DIY tube flies for roughfish

I'm not new to tube flies, but to be honest, I haven't really put much thought into them over the past few years regarding their application to roughfish. Tubes excel in situations where you have a large profile fly and desire a shorter shanked hook, reducing the opportunity for a large fish to throw the hook by using the shank as leverage. Typical tube fly applications include salmon and steelhead patterns, as well as pike and muskie fishing. They are wildly popular in Scandanavia and have even started to gain a small following here in the States. Check out our outlaw buddy Simon's snotrocketliner tubes; they are the tits. Here's one of mine for show.

halfchickentube
I know people like to piss and moan on online forums; trust me, I'm a moderator on several. Bring up a topic, and twenty know-it-all lurkers chime in on how much of a fool you are for bringing this up and that you are doing it all wrong. Enter the DIY tube fly. Take a look at any DIY metal tube topic online and there's always a handful of fellas telling you that you're wasting your time and money making them yourself and that you're better off buying them pre-made. Interesting notion, but who makes those metal tubes for the dealers to sell? Riddle me that asshole.

tubes
Obviously, someone is cutting up some metal tubing, whether it be copper, brass, aluminum, or whatnot, flaring and/or deburring the ends, and some even tossing in a plastic liner to prevent any "leader chafing". I've seen a kit for a dozen plastic-lined metal tubes going for $7.99. $7.99! Even at full retail art shop markup, a 12" piece of 3/32" copper tubing is still only a buck. Add a quarter at best, for a foot of hard plastic tubing from the hardware store, you could buy a new compact tube cutting tool for 5 bucks, and still come out cheaper. Plus you'd be on the fast track to making your own tubes. I even bought a piece of solid brass round to make my own mandrel for tying up some larger 1/8" tubes. Sometimes fly tyers and fly anglers just over-analyze things to death.

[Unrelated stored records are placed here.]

impl LoaderCore {
    pub(crate) fn new(
        registry: ModuleRegistry,
        settings: Arc<AethelonSettings>,
        runtime: RuntimeSide,
    ) -> Self {
        Self {
            registry,
            context: ModuleContext::new(settings, runtime),
            active: HashMap::new(),
            load_order: Vec::new(),
            states: HashMap::new(),
            owned_services: HashMap::new(),
            report: LoadReport::default(),
        }
    }

    pub(crate) fn settings(&self) -> &AethelonSettings {
        &self.context.settings
    }

    pub(crate) fn registry(&self) -> &ModuleRegistry {
        &self.registry
    }

    /// Split the registry into load candidates and skipped modules.
    ///
    /// With `allow_legacy`, a legacy variant replaces its injectable twin;
    /// without it, legacy variants are skipped.
    pub(crate) fn select(&self, allow_legacy: bool) -> (Vec<ModuleDescriptor>, Vec<SkippedModule>) {
        let runtime = self.context.runtime;
        let mut candidates = Vec::new();
        let mut skipped = Vec::new();

        for desc in self.registry.descriptors() {
            let id = desc.id();
            let reason = if !desc.side.is_available_on(runtime) {
                Some(SkipReason::WrongSide)
            } else if !self.context.settings.is_module_enabled(&desc.name) {
                Some(SkipReason::Disabled)
            } else if desc.name.is_legacy() && !allow_legacy {
                Some(SkipReason::LegacyNotForced)
            } else if !desc.name.is_legacy() && allow_legacy && self.has_legacy_twin(&id) {
                Some(SkipReason::SupersededByLegacy)
            } else {
                None
            };

            match reason {
                Some(reason) => {
                    tracing::debug!(module = %id, ?reason, "Skipping module");
                    skipped.push(SkippedModule { id, reason });
                }
                None => candidates.push(desc.clone()),
            }
        }

        (candidates, skipped)
    }

    fn has_legacy_twin(&self, id: &str) -> bool {
        let twin = format!("{}{}", id, LEGACY_SUFFIX);
        self.registry
            .descriptor(&twin)
            .is_some_and(|d| d.side.is_available_on(self.context.runtime))
    }

    /// Resolve and start `candidates`, batch by batch.
    pub(crate) fn run(
        &mut self,
        candidates: Vec<ModuleDescriptor>,
        skipped: Vec<SkippedModule>,
        lifecycle: &Lifecycle<'_>,
    ) -> &LoadReport {
        if !self.load_order.is_empty() {
            tracing::warn!(
                loaded = self.load_order.len(),
                "Modules are already loaded, ignoring load request"
            );
            return &self.report;
        }
        self.reset_failed();

        let mut report = LoadReport {
            skipped,
            ..LoadReport::default()
        };
        let resolution = resolve(&candidates);
        let by_id: HashMap<String, &ModuleDescriptor> =
            candidates.iter().map(|desc| (desc.id(), desc)).collect();
        // Logical names of modules that did not come up
        let mut unusable: HashSet<String> = HashSet::new();

        tracing::info!(
            candidates = candidates.len(),
            batches = resolution.batches.len(),
            "Loading modules"
        );

        for id in resolution.batches.iter().flatten() {
            let Some(desc) = by_id.get(id) else {
                continue;
            };

            let failed_dependencies: Vec<String> = desc
                .dependencies
                .iter()
                .filter(|dep| unusable.contains(*dep))
                .cloned()
                .collect();
            if !failed_dependencies.is_empty() {
                tracing::warn!(
                    module = %id,
                    dependencies = ?failed_dependencies,
                    "Not starting module because a dependency failed"
                );
                unusable.insert(desc.logical_name());
                report.blocked.push(BlockedModule {
                    id: id.clone(),
                    failed_dependencies,
                });
                continue;
            }

            match self.start(desc, lifecycle) {
                Ok(Some(instance)) => {
                    tracing::info!(module = %id, kind = %instance.kind(), "Module loaded");
                    self.active.insert(id.clone(), instance);
                    self.load_order.push(id.clone());
                    report.loaded.push(id.clone());
                }
                Ok(None) => {
                    tracing::info!(module = %id, "Module disabled itself, skipping");
                    unusable.insert(desc.logical_name());
                    report.skipped.push(SkippedModule {
                        id: id.clone(),
                        reason: SkipReason::SelfDisabled,
                    });
                }
                Err(e) => {
                    tracing::error!(module = %id, error = %e, "Module failed to load");
                    unusable.insert(desc.logical_name());
                    report.failed.push(FailedModule {
                        id: id.clone(),
                        error: e.to_string(),
                    });
                }
            }
        }

        if !resolution.stuck.is_empty() {
            for stuck in &resolution.stuck {
                tracing::error!(
                    module = %stuck.id,
                    dependencies = ?stuck.dependencies,
                    unresolved = ?stuck.unresolved,
                    "Unresolvable module dependencies"
                );
            }
            tracing::error!(
                count = resolution.stuck.len(),
                "Circular or missing module dependencies detected, remaining modules were not loaded"
            );
        }
        report.stuck = resolution.stuck;

        tracing::info!(
            loaded = report.loaded.len(),
            failed = report.failed.len(),
            blocked = report.blocked.len(),
            stuck = report.stuck.len(),
            skipped = report.skipped.len(),
            "Module loading finished"
        );
        self.report = report;
        &self.report
    }

    /// Construct and initialize one module. `None` if it disabled itself.
    fn start(
        &mut self,
        desc: &ModuleDescriptor,
        lifecycle: &Lifecycle<'_>,
    ) -> Result<Option<ModuleInstance>, ModuleError> {
        let id = desc.id();
        let mut instance = match self.registry.construct(&id, &self.context) {
            Ok(instance) => instance,
            Err(e) => {
                self.advance(&id, LifecycleState::Initializing)?;
                self.advance(&id, LifecycleState::Failed)?;
                return Err(e);
            }
        };
        if !instance.is_enabled() {
            return Ok(None);
        }

        self.advance(&id, LifecycleState::Initializing)?;
        let before = scoped_snapshot(&instance, lifecycle);
        let initialized = instance.initialize(&id, lifecycle);
        if let (Some(before), Lifecycle::Injected { services, .. }) = (before, lifecycle) {
            let owned: Vec<ServiceKey> = services
                .registered_keys()
                .into_iter()
                .filter(|key| !before.contains(key))
                .collect();
            if initialized.is_err() {
                release_services(&id, services, owned);
            } else if !owned.is_empty() {
                self.owned_services.insert(id.clone(), owned);
            }
        }
        if let Err(e) = initialized {
            self.advance(&id, LifecycleState::Failed)?;
            return Err(e);
        }
        self.advance(&id, LifecycleState::Active)?;
        Ok(Some(instance))
    }

    fn stop(
        &mut self,
        id: &str,
        mut instance: ModuleInstance,
        lifecycle: &Lifecycle<'_>,
    ) -> Result<(), ModuleError> {
        self.advance(id, LifecycleState::ShuttingDown)?;
        let stopped = instance.shutdown(id, lifecycle);
        if let (Some(owned), Lifecycle::Injected { services, .. }) =
            (self.owned_services.remove(id), lifecycle)
        {
            release_services(id, services, owned);
        }
        match stopped {
            Ok(()) => self.advance(id, LifecycleState::Unloaded),
            Err(e) => {
                self.advance(id, LifecycleState::Failed)?;
                Err(e)
            }
        }
    }

    fn advance(&mut self, id: &str, next: LifecycleState) -> Result<(), ModuleError> {
        let current = self.state(id);
        let next = current.transition(next)?;
        tracing::debug!(module = %id, from = %current, to = %next, "Module state changed");
        self.states.insert(id.to_string(), next);
        Ok(())
    }

    fn reset_failed(&mut self) {
        for state in self.states.values_mut() {
            if *state == LifecycleState::Failed {
                *state = LifecycleState::Unloaded;
            }
        }
    }

    /// Shut down in exact reverse load order. Returns the number of modules
    /// whose shutdown failed; a failure never stops the others.
    pub(crate) fn shutdown(&mut self, lifecycle: &Lifecycle<'_>) -> usize {
        let order = std::mem::take(&mut self.load_order);
        let mut failures = 0;
        tracing::info!(modules = order.len(), "Shutting down modules");

        for id in order.iter().rev() {
            let Some(instance) = self.active.remove(id) else {
                continue;
            };
            match self.stop(id, instance, lifecycle) {
                Ok(()) => tracing::info!(module = %id, "Module shut down"),
                Err(e) => {
                    failures += 1;
                    tracing::error!(module = %id, error = %e, "Module failed to shut down");
                }
            }
        }

        failures
    }

    /// Shut down and re-initialize a loaded module in place.
    pub(crate) fn reload(&mut self, id: &str, lifecycle: &Lifecycle<'_>) -> Result<(), ModuleError> {
        let desc = self
            .registry
            .descriptor(id)
            .cloned()
            .ok_or_else(|| ModuleError::Unknown(id.to_string()))?;
        if !desc.supports_hot_reload {
            return Err(ModuleError::HotReloadUnsupported {
                module: id.to_string(),
            });
        }
        let instance = self
            .active
            .remove(id)
            .ok_or_else(|| ModuleError::NotLoaded(id.to_string()))?;

        tracing::info!(module = %id, "Reloading module");
        let restarted = self
            .stop(id, instance, lifecycle)
            .and_then(|()| self.start(&desc, lifecycle));

        match restarted {
            Ok(Some(instance)) => {
                self.active.insert(id.to_string(), instance);
                tracing::info!(module = %id, "Module reloaded");
                Ok(())
            }
            Ok(None) => {
                self.load_order.retain(|loaded| loaded != id);
                tracing::info!(module = %id, "Module disabled itself during reload");
                Ok(())
            }
            Err(e) => {
                self.load_order.retain(|loaded| loaded != id);
                tracing::error!(module = %id, error = %e, "Module reload failed");
                Err(e)
            }
        }
    }

    pub(crate) fn is_loaded(&self, id: &str) -> bool {
        self.active.contains_key(id)
    }

    pub(crate) fn load_order(&self) -> &[String] {
        &self.load_order
    }

    pub(crate) fn state(&self, id: &str) -> LifecycleState {
        self.states.get(id).copied().unwrap_or_default()
    }

    pub(crate) fn report(&self) -> &LoadReport {
        &self.report
    }
}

I'm gonna cut up some small pieces of metal tubing, maybe or maybe not line them with plastic, and wrap some fur and feathers around them and fish them to roughfish. They will sink to the bottom fast, get down low in the current, and they will catch fish. And my leader won't fall apart. It can be just that easy.

More to follow.

5 comments:

  1. Nice, I've been kick this idea around this winter. Haven't tried it yet, though.

    I'm sure going to try it on predator flies, though I was wondering how they would turn out for bottom dredging roughfish flies.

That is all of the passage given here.